Я просматриваю все сны – наяву, конечно.
Кто мне даст уснуть так, как хочется? Или каждый
Не дает себе спать так, как хочется? Это больно,
Но не сразу, не слишком, не сразу… И ветер плещет,
Открывает волшебные страны с петлей на горле
Или дарит горе, которое сразу лечишь.
В закоулки полных факелами предместий
Бьет вода, и дождь размывает львиные морды
Там, где листья сплетаются в кружево пенных лестниц
Между скал и сырых расселин… И выйдешь к морю.

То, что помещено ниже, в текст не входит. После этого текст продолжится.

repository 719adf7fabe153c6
mod common;
mod scoring;
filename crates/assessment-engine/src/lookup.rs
//! Interfaces to the collaborators the pipeline reads from.
//!
//! Persistence lives outside this crate; every store is reached through one of
//! these traits so scoring and assembly can run against in-memory fixtures or a
//! resilient wrapper around a remote backend.

use std::collections::HashMap;

use crate::domain::{
    BehavioralIndicator, Competency, CompetencyId, CompetencyPassport, CompetencyReliability,
    HistoricalStats, IndicatorId, ItemValidityStatus, OccupationBenchmark, Question, QuestionId,
};

/// Failure reported by a lookup backend.
#[derive(Debug, Clone, PartialEq, Eq, thiserror::Error)]
pub enum LookupError {
    #[error("lookup backend unavailable: {0}")]
    Unavailable(String),
    #[error("circuit open for {0}; backend calls suspended")]
    CircuitOpen(&'static str),
}

/// Competency, indicator and question reads.
pub trait QuestionBank: Send + Sync {
    fn competency(&self, id: &CompetencyId) -> Result<Option<Competency>, LookupError>;
    fn competencies(&self, active_only: bool) -> Result<Vec<Competency>, LookupError>;
    fn indicator(&self, id: &IndicatorId) -> Result<Option<BehavioralIndicator>, LookupError>;
    fn indicators_for_competency(
        &self,
        id: &CompetencyId,
        active_only: bool,
    ) -> Result<Vec<BehavioralIndicator>, LookupError>;
    fn question(&self, id: &QuestionId) -> Result<Option<Question>, LookupError>;
    fn questions_for_indicator(
        &self,
        id: &IndicatorId,
        active_only: bool,
    ) -> Result<Vec<Question>, LookupError>;
}

/// Batch reliability reads, one call per scoring pass.
pub trait ReliabilityLookup: Send + Sync {
    fn reliabilities(
        &self,
        ids: &[CompetencyId],
    ) -> Result<HashMap<CompetencyId, CompetencyReliability>, LookupError>;
}

/// Historical sample size and spread of completed results per competency.
pub trait ScoreHistoryLookup: Send + Sync {
    fn history(&self, id: &CompetencyId) -> Result<HistoricalStats, LookupError>;
}

/// External occupational benchmark profiles keyed by occupation code.
pub trait BenchmarkLookup: Send + Sync {
    fn benchmark(&self, occupation_code: &str) -> Result<Option<OccupationBenchmark>, LookupError>;
}

/// Prior competency scores keyed by the identity provider's user id.
pub trait PassportLookup: Send + Sync {
    fn passport(&self, external_user_id: &str) -> Result<Option<CompetencyPassport>, LookupError>;
}

/// Recorded item validity status. `None` means no statistics exist yet.
pub trait ItemStatisticsLookup: Send + Sync {
    fn status(&self, id: &QuestionId) -> Result<Option<ItemValidityStatus>, LookupError>;

    fn statuses(
        &self,
        ids: &[QuestionId],
    ) -> Result<HashMap<QuestionId, ItemValidityStatus>, LookupError> {
        let mut statuses = HashMap::with_capacity(ids.len());
        for id in ids {
            if let Some(status) = self.status(id)? {
                statuses.insert(id.clone(), status);
            }
        }
        Ok(statuses)
    }
}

А оно огромно, и память его бесцельно
Перекатывает песок, и тасует тени,
и чужие кости примут твои проценты,
Отдавая долг подобием Франкенштейна.
Жизнь запуталась в памяти, жизнь оказалась длинной,
Мы ее не просили… Дома засыпает солью.
Да, конечно. Но я не раб, хоть, может, и пленник,
Но, когда смогу, разбиваю твои узоры —
И иду вперед, через волны, валы, равнины,
Возвращением радовать остров у края света —
Там, где белые кости магов лежат в обнимку
С пеплом взлетных полос.
И волосы
Сушит
Ветер.
Чет дочитал до конца. Затем отшвырнул книжку, вскочил и так крепко обнял парня, что кости затрещали. Стол с грохотом повалился набок, и листы разлетелись по всей мастерской.
– Так это ты!
– Я, я… Ааа, осторожнее!
– Так ты не вырос! Ты не вырос, ты изменился! Откуда это лицо? Ты просто бродишь и все записываешь! Ах ты, чанка-песчанка! Сколько лет! Где ты был до сих пор?!..
– Я не расту – пояснил довольный брат, отдышавшись. – Наверное, первый раз очень испугался. А ты вон какой здоровый… Ты поосторожнее, а то я в следующий раз возникну где-нибудь, где тебя не будет…
Они сели на пол и принялись собирать разлетевшуюся бумагу.
– Слушай, только я не понял, а что это за морды? Львиные? Это волшебные большие звери, которые тают под дождем? И что это за длинное непонятное имя-слово?
– А, это мне снится – отмахнулся брат. – Мне рассказывает о других землях одна большая змея. Очень тяжело отличать настоящее от какого-то мусора. Слушай, а ты не знаешь, где находится Исхет?
– Что?
– Исхет. Это такое здоровое здание храма… Там наш учитель, только он оттуда до сих пор выйти не может…
И брат показал ему, вынув из-за пазухи, старое, истрепанное письмо.
Корабли в порту покачивались, клюя носом. В окна мастерской светило вечернее солнце, оставляя четкие тени от ветвей, стучащихся в окна.
Далеко с той стороны неба в маленькой каюте «Пилигрима», прижав к себе детей, спала Сэиланн.
С другой стороны моря ночь близилась к концу, но не оставалась равнодушной к жителям Исха, Айда и Аре. Спали жители городов, оазисов и лагерей под открытым небом. Спали макенгу и хитроумные принцы макенгу. Даже сам Император спал, хотя и беспокойным, волшебным, тревожным сном, и под окном его огромной башни, как и во всем большом дворцовом квартале, перекликалась стража: «Не шумите… Не шумите… Император спит» – и император ворочался во сне.